Saved entries
* * *
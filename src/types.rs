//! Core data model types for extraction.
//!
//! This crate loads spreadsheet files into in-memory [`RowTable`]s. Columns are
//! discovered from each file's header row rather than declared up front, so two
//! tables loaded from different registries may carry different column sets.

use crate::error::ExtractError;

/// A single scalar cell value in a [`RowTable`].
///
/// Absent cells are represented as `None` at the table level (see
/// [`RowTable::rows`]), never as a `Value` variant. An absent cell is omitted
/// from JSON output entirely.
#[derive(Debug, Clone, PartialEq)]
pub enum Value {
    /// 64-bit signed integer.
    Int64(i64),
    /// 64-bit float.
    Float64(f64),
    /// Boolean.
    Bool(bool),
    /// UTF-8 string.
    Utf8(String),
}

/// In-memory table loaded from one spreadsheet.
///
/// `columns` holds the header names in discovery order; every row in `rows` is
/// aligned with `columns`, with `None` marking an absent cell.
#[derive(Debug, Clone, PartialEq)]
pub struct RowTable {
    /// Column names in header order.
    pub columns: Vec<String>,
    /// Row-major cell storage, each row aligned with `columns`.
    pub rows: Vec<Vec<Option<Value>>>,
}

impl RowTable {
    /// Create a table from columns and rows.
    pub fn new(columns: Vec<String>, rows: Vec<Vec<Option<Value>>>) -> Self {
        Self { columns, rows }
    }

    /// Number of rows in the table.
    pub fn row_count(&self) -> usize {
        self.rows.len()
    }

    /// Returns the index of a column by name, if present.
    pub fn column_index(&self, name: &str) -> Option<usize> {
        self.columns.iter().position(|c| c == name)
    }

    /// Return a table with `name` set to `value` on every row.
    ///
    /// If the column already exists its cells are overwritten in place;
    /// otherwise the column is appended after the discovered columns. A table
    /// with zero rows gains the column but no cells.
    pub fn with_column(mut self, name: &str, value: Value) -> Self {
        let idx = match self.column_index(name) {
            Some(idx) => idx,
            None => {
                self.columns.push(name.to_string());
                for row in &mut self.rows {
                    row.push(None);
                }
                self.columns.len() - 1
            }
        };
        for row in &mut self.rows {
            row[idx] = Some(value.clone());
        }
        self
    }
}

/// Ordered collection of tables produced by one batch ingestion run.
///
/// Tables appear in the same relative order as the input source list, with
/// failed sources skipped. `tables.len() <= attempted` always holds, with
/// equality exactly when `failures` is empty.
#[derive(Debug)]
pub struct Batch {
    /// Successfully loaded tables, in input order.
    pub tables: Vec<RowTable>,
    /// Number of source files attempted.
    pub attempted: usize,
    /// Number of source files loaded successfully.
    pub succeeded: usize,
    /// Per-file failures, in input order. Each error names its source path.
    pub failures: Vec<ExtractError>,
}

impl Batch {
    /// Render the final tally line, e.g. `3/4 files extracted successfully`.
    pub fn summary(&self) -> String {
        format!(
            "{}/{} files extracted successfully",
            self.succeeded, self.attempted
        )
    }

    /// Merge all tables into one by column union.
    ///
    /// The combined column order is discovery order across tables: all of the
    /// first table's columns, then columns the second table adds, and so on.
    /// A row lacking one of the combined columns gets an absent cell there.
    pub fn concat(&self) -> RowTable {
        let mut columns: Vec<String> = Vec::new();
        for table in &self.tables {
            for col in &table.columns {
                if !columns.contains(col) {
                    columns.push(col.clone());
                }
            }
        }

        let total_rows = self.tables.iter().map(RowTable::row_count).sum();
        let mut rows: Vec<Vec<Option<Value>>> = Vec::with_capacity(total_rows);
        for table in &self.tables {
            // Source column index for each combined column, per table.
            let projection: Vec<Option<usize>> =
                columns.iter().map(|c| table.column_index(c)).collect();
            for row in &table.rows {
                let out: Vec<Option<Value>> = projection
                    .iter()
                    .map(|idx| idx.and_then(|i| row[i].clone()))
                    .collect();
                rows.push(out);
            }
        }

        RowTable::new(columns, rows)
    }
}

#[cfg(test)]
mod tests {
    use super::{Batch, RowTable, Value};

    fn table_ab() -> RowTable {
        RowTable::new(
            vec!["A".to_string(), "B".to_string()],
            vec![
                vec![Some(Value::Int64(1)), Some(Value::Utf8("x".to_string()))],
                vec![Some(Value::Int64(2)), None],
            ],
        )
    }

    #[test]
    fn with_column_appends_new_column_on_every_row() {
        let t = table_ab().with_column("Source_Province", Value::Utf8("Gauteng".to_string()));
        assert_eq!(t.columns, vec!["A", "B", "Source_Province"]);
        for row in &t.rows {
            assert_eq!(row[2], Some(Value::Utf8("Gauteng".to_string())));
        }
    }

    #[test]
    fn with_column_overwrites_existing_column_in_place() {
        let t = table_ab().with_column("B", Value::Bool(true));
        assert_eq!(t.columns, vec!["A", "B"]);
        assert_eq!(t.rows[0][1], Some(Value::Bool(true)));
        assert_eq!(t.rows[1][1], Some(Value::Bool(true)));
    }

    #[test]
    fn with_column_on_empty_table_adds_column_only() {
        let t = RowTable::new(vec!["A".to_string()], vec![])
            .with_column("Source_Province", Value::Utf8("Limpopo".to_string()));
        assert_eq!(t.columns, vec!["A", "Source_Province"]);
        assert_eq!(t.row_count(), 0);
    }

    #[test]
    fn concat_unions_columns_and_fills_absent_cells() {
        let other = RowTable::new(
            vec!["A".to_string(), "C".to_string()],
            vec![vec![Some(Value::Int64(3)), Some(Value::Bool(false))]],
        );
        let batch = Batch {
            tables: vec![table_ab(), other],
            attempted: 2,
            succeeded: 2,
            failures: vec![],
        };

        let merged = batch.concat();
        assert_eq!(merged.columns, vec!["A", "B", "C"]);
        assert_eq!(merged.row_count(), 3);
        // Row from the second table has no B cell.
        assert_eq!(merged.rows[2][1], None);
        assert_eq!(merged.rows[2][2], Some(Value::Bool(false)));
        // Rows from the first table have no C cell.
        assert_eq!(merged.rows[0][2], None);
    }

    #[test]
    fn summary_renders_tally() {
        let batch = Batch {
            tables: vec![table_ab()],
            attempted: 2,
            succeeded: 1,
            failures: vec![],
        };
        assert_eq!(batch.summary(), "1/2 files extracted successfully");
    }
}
* * *
### About this exercise:
Quote, word for word, every line from the top of the entries through the line that holds "holds the header".

### Solution for this exercise:
filename src/types.rs
//! Core data model types for extraction.
//!
//! This crate loads spreadsheet files into in-memory [`RowTable`]s. Columns are
//! discovered from each file's header row rather than declared up front, so two
//! tables loaded from different registries may carry different column sets.

use crate::error::ExtractError;

/// A single scalar cell value in a [`RowTable`].
///
/// Absent cells are represented as `None` at the table level (see
/// [`RowTable::rows`]), never as a `Value` variant. An absent cell is omitted
/// from JSON output entirely.
#[derive(Debug, Clone, PartialEq)]
pub enum Value {
    /// 64-bit signed integer.
    Int64(i64),
    /// 64-bit float.
    Float64(f64),
    /// Boolean.
    Bool(bool),
    /// UTF-8 string.
    Utf8(String),
}

/// In-memory table loaded from one spreadsheet.
///
/// `columns` holds the header names in discovery order; every row in `rows` is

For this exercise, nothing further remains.